Exercise requirements: The line containing "pub fn has_next_page(len: usize, index: usize)" marks the end; copy exactly all lines from the start of the material up to and including it.
__________________________________________________
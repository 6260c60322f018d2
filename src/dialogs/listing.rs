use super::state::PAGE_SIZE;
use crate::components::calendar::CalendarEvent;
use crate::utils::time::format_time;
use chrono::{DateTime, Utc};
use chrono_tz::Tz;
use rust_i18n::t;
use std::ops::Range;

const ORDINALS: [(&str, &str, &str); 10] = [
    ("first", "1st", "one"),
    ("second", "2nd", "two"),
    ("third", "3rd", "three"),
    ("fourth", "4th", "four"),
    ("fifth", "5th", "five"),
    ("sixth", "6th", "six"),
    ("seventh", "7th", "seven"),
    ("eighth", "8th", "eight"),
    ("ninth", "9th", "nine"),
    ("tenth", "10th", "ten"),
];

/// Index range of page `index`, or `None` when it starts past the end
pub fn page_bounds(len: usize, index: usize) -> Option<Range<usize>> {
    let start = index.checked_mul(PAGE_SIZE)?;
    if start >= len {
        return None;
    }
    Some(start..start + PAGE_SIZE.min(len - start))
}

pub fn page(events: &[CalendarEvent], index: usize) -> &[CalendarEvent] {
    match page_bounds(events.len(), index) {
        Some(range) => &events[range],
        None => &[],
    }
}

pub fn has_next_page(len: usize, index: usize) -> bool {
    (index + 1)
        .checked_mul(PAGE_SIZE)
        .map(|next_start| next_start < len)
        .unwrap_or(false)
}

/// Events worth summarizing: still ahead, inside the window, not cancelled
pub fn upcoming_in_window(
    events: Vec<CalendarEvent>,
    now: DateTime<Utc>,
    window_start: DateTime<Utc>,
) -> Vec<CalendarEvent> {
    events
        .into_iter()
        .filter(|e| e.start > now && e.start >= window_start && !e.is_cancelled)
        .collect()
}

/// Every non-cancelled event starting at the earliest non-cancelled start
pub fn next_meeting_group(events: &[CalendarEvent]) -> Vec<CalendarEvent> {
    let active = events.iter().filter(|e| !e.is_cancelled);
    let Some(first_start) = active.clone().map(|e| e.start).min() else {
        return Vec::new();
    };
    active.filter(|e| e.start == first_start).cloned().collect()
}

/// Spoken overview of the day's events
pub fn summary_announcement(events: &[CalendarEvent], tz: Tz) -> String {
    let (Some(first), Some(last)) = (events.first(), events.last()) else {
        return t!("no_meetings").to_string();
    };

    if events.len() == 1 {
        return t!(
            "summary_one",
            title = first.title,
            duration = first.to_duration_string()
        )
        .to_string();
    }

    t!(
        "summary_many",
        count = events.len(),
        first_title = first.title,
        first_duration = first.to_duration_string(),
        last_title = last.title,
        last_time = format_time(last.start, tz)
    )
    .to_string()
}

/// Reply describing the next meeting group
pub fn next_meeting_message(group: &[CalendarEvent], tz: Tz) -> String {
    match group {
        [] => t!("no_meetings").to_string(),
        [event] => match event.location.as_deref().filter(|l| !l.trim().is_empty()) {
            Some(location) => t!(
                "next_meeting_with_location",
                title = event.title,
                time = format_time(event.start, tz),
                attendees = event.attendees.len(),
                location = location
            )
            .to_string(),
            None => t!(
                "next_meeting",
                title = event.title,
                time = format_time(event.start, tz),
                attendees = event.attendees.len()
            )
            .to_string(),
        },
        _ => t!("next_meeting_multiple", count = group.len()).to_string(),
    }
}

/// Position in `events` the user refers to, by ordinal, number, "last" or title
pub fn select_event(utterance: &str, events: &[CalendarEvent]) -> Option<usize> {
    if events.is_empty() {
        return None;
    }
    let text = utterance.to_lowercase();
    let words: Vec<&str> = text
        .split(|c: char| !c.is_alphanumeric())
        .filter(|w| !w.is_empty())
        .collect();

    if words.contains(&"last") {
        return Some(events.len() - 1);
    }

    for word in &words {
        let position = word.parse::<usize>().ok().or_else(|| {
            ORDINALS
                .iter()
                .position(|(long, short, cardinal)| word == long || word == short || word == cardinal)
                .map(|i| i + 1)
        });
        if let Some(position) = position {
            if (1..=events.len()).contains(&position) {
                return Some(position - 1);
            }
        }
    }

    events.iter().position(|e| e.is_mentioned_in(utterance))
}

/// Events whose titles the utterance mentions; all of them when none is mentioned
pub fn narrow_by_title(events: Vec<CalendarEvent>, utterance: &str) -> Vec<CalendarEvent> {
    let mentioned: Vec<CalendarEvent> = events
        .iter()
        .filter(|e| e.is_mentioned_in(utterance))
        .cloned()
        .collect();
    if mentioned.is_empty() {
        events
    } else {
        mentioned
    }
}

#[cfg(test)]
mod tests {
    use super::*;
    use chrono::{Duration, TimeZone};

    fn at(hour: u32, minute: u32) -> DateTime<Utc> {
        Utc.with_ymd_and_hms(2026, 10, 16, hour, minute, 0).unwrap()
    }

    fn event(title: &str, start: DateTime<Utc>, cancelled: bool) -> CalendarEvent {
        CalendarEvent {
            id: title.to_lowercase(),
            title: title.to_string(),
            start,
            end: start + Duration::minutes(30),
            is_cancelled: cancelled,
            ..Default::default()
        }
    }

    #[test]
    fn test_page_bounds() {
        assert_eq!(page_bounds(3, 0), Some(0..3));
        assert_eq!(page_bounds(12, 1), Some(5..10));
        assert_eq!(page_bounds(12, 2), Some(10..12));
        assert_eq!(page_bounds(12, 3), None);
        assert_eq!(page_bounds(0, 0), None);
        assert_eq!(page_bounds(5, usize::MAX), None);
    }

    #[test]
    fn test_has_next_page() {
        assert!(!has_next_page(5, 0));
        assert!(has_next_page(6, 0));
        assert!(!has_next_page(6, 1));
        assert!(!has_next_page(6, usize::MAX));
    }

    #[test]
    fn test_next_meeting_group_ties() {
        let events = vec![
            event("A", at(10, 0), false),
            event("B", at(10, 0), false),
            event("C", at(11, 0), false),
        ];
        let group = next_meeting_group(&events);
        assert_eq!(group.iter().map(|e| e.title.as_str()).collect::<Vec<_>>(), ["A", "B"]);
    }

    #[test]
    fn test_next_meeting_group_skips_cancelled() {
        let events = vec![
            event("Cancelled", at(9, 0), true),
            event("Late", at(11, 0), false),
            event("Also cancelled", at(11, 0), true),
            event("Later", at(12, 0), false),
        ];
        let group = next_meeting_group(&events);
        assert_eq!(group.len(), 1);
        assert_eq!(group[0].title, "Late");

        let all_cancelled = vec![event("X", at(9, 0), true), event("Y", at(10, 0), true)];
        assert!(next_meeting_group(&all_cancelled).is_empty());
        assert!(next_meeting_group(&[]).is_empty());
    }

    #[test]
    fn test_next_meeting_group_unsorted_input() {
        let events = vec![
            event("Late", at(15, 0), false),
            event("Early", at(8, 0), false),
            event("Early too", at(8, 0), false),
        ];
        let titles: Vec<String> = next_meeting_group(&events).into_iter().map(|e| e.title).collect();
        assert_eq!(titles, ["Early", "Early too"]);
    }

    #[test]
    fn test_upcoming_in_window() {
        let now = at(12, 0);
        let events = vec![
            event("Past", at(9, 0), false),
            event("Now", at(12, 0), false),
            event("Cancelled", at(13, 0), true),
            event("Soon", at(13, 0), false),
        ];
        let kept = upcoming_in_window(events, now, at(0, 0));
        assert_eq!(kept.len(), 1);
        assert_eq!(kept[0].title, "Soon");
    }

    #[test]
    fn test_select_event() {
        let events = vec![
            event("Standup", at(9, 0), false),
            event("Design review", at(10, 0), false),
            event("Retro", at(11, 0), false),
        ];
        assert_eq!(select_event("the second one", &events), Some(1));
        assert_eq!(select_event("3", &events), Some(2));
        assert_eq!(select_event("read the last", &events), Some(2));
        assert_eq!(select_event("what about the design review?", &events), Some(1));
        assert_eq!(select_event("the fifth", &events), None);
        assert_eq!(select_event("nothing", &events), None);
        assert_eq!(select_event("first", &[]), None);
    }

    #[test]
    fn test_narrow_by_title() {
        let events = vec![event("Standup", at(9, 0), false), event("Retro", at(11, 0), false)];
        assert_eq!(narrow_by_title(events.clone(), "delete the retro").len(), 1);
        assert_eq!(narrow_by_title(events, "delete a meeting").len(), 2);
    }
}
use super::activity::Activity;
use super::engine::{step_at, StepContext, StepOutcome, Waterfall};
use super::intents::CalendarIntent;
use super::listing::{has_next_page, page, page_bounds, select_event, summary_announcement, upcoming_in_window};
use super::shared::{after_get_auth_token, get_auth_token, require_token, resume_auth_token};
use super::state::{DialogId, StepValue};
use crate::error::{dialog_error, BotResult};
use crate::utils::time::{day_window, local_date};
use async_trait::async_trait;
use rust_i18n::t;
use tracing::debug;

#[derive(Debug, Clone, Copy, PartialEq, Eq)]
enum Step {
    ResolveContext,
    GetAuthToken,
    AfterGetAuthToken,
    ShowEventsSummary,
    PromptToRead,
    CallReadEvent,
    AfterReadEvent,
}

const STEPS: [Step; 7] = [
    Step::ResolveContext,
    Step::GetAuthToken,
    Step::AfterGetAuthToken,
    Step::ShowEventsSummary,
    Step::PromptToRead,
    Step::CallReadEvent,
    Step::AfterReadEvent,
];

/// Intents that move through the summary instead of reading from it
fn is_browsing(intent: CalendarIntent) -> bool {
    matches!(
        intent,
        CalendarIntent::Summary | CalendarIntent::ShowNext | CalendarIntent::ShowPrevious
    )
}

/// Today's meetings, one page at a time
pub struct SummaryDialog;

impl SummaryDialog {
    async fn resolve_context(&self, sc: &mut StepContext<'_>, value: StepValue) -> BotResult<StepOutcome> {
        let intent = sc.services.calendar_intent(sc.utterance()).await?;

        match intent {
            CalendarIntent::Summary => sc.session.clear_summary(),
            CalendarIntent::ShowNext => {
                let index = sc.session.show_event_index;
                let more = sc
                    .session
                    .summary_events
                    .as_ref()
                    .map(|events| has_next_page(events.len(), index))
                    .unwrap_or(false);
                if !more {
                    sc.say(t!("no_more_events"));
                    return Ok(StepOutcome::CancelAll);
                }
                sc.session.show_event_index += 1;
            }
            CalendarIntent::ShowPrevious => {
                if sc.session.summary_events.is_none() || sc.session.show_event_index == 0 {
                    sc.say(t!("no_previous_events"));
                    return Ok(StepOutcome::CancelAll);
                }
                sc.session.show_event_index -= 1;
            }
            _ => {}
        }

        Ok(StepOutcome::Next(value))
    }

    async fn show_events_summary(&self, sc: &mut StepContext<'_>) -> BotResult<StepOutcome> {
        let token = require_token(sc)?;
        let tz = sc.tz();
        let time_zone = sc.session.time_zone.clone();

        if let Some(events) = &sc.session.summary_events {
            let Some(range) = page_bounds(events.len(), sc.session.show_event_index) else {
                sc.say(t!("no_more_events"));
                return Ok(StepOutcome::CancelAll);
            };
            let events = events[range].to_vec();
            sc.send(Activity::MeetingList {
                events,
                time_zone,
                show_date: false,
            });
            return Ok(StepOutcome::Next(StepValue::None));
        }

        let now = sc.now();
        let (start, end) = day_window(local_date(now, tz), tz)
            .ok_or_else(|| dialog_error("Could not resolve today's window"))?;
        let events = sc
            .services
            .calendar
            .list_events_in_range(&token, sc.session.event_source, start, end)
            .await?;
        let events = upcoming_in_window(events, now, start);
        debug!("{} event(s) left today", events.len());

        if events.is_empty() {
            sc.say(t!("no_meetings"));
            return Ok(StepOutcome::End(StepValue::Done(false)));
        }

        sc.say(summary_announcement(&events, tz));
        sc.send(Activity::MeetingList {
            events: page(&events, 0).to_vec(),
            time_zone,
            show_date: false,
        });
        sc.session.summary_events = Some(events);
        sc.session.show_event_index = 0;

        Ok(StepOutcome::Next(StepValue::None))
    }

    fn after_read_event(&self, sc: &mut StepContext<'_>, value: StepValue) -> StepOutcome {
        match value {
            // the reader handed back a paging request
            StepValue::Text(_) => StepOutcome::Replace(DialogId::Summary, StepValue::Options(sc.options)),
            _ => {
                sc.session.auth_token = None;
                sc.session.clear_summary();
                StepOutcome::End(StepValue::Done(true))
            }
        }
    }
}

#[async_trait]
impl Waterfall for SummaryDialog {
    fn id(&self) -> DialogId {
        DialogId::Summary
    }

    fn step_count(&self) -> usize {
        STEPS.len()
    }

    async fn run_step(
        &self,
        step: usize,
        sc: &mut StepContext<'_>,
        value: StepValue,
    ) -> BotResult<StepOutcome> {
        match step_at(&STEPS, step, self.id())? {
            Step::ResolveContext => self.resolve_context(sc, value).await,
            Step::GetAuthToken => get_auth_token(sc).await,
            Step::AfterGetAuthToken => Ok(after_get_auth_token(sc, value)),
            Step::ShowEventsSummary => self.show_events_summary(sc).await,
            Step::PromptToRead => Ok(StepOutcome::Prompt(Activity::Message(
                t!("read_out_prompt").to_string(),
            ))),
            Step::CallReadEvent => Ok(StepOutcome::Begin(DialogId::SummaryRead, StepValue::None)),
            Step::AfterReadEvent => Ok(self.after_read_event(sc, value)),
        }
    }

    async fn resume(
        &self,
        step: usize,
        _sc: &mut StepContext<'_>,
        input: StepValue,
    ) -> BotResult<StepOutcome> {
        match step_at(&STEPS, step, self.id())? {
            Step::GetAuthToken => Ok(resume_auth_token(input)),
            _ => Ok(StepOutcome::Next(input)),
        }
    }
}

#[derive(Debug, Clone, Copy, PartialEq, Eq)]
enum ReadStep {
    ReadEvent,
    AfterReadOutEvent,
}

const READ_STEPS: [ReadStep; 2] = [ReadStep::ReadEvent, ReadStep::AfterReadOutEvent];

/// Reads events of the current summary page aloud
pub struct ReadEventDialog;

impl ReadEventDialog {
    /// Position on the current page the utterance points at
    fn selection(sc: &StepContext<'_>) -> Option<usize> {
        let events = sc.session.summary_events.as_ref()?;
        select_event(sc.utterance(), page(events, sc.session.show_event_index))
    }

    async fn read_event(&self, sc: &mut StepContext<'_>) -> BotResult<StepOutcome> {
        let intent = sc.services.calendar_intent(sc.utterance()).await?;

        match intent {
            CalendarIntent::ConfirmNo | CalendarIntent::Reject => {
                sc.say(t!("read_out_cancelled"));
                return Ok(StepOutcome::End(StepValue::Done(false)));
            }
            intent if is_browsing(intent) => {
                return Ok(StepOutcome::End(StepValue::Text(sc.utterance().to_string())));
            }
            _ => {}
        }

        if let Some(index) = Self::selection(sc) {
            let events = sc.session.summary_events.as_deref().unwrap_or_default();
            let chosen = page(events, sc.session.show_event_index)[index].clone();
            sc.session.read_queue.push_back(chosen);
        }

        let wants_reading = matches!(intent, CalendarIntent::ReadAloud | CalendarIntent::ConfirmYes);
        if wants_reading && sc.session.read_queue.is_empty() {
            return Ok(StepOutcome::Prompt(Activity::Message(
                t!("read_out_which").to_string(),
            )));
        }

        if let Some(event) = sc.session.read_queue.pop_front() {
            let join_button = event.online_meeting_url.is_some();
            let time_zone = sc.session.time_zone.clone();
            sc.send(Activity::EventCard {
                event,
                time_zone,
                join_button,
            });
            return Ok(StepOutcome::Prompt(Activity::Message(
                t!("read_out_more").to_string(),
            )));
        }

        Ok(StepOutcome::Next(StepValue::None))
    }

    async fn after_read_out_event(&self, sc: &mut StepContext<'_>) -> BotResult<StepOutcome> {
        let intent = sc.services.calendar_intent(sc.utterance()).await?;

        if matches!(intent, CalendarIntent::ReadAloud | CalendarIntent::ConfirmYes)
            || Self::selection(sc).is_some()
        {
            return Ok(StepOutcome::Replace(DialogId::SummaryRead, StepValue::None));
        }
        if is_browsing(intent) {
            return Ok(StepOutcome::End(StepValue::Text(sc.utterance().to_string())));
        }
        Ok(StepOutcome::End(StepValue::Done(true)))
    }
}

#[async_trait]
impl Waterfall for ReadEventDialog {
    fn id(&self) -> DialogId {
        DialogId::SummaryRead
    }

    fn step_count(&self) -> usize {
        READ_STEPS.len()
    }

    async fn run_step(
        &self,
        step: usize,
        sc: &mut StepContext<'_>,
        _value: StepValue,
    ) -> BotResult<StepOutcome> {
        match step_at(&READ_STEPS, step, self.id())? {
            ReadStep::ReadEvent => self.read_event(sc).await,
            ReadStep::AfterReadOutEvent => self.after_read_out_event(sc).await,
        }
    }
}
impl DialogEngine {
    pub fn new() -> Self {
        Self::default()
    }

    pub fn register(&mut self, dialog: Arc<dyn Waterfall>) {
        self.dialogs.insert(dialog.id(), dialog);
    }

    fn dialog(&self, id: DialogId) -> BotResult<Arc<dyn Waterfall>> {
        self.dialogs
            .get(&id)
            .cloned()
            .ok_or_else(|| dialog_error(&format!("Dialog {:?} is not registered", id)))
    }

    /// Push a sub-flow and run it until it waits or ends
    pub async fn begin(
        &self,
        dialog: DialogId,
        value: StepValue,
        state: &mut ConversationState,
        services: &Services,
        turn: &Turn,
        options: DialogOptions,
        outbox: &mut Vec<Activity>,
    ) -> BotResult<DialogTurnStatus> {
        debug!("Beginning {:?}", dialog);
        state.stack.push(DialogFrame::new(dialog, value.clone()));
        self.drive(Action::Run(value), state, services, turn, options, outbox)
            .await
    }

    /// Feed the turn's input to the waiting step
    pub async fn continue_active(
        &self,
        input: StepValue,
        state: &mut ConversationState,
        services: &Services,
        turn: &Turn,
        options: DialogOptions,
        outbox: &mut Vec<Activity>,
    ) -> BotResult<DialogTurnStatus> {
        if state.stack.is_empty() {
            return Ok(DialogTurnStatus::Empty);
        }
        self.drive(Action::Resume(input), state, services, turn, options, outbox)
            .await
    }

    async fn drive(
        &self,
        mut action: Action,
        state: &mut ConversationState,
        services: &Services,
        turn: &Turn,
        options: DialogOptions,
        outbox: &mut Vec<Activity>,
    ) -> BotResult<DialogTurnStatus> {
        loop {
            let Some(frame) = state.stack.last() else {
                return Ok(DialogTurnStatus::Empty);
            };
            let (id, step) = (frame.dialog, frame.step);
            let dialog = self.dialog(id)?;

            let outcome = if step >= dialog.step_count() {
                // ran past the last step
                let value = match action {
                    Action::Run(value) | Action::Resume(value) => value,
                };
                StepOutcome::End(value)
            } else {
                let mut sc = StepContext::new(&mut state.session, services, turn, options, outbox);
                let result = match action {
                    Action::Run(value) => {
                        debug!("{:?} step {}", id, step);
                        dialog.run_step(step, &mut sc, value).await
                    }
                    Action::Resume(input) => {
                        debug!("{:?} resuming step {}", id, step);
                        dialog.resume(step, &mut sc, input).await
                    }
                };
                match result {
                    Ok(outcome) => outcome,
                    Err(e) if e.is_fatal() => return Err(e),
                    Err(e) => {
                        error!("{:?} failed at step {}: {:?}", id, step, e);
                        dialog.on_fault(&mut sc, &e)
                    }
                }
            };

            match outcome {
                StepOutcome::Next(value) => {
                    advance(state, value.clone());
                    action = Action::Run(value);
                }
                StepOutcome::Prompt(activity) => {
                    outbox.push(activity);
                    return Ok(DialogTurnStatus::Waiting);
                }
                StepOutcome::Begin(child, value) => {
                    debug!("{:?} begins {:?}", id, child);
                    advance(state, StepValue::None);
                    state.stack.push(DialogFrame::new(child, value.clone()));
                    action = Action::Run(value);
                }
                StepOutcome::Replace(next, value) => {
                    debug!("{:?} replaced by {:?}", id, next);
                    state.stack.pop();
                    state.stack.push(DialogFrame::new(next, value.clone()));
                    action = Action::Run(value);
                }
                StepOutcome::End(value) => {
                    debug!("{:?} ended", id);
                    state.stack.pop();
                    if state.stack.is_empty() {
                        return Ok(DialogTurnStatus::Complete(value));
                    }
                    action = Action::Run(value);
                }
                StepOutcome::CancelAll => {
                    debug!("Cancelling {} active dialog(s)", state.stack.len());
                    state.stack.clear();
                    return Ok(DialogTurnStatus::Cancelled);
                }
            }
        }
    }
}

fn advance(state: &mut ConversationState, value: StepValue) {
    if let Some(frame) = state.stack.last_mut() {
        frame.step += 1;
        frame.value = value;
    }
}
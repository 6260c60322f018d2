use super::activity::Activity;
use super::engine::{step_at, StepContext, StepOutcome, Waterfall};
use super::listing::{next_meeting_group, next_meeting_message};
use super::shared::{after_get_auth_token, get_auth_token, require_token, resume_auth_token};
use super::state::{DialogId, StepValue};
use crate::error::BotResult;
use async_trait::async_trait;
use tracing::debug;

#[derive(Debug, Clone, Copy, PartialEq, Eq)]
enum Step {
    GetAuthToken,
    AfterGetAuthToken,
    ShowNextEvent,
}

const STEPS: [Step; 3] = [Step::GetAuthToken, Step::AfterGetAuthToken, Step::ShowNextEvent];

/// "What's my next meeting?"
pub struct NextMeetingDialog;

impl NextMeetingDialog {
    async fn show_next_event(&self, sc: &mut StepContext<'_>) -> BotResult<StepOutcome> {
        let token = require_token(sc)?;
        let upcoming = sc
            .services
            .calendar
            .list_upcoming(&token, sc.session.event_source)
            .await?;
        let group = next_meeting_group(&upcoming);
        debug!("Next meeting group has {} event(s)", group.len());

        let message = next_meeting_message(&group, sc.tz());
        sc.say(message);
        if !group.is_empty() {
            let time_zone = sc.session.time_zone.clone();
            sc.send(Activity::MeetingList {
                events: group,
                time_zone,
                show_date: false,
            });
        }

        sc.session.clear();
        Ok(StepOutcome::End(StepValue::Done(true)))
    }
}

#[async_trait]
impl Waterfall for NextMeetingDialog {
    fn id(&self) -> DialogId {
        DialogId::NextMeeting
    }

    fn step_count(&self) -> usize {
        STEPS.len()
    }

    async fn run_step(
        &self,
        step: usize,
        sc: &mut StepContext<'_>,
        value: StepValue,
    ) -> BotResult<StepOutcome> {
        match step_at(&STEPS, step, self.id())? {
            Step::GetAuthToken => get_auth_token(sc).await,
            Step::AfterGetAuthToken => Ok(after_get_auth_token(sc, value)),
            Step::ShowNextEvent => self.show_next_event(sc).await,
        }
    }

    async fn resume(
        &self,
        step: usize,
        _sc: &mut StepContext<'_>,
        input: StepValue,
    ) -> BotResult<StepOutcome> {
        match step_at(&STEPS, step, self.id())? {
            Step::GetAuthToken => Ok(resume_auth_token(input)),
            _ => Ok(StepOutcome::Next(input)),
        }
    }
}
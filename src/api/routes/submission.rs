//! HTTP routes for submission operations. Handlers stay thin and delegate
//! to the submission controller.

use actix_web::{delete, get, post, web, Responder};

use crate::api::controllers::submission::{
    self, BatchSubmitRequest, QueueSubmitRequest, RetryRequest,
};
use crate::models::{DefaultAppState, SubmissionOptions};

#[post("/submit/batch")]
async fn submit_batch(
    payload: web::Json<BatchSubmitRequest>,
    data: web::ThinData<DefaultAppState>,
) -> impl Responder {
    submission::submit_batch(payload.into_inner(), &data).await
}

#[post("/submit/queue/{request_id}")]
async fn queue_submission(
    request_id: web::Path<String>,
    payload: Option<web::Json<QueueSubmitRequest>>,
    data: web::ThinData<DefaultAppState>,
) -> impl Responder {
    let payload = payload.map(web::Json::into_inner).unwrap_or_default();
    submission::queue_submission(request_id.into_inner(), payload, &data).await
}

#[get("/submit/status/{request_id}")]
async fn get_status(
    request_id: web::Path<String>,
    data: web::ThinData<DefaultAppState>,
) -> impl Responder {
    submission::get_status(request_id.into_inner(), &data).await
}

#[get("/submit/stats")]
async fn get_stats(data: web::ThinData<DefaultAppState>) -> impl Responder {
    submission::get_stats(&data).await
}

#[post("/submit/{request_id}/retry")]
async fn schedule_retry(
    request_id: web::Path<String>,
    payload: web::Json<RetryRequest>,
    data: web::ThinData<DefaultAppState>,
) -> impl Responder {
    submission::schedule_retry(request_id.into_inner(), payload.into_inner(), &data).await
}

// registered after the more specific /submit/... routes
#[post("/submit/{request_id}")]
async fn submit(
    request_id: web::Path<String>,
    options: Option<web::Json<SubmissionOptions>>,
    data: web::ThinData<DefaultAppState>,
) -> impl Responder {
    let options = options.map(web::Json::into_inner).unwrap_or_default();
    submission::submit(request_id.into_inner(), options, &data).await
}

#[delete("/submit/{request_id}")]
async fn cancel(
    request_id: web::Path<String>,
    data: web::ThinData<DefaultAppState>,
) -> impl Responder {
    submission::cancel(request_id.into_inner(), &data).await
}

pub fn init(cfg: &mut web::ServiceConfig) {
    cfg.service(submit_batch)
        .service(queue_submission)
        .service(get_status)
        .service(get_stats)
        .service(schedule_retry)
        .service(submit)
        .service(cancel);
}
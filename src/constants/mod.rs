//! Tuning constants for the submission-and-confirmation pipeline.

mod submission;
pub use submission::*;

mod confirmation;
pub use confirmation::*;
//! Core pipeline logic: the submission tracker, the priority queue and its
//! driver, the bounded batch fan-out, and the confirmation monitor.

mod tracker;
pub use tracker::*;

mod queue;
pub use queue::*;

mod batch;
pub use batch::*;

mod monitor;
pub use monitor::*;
__________________________________________________
Reply to the exercise:
repository 6260c60322f018d2
filename src/dialogs/listing.rs
use super::state::PAGE_SIZE;
use crate::components::calendar::CalendarEvent;
use crate::utils::time::format_time;
use chrono::{DateTime, Utc};
use chrono_tz::Tz;
use rust_i18n::t;
use std::ops::Range;

const ORDINALS: [(&str, &str, &str); 10] = [
    ("first", "1st", "one"),
    ("second", "2nd", "two"),
    ("third", "3rd", "three"),
    ("fourth", "4th", "four"),
    ("fifth", "5th", "five"),
    ("sixth", "6th", "six"),
    ("seventh", "7th", "seven"),
    ("eighth", "8th", "eight"),
    ("ninth", "9th", "nine"),
    ("tenth", "10th", "ten"),
];

/// Index range of page `index`, or `None` when it starts past the end
pub fn page_bounds(len: usize, index: usize) -> Option<Range<usize>> {
    let start = index.checked_mul(PAGE_SIZE)?;
    if start >= len {
        return None;
    }
    Some(start..start + PAGE_SIZE.min(len - start))
}

pub fn page(events: &[CalendarEvent], index: usize) -> &[CalendarEvent] {
    match page_bounds(events.len(), index) {
        Some(range) => &events[range],
        None => &[],
    }
}

pub fn has_next_page(len: usize, index: usize) -> bool {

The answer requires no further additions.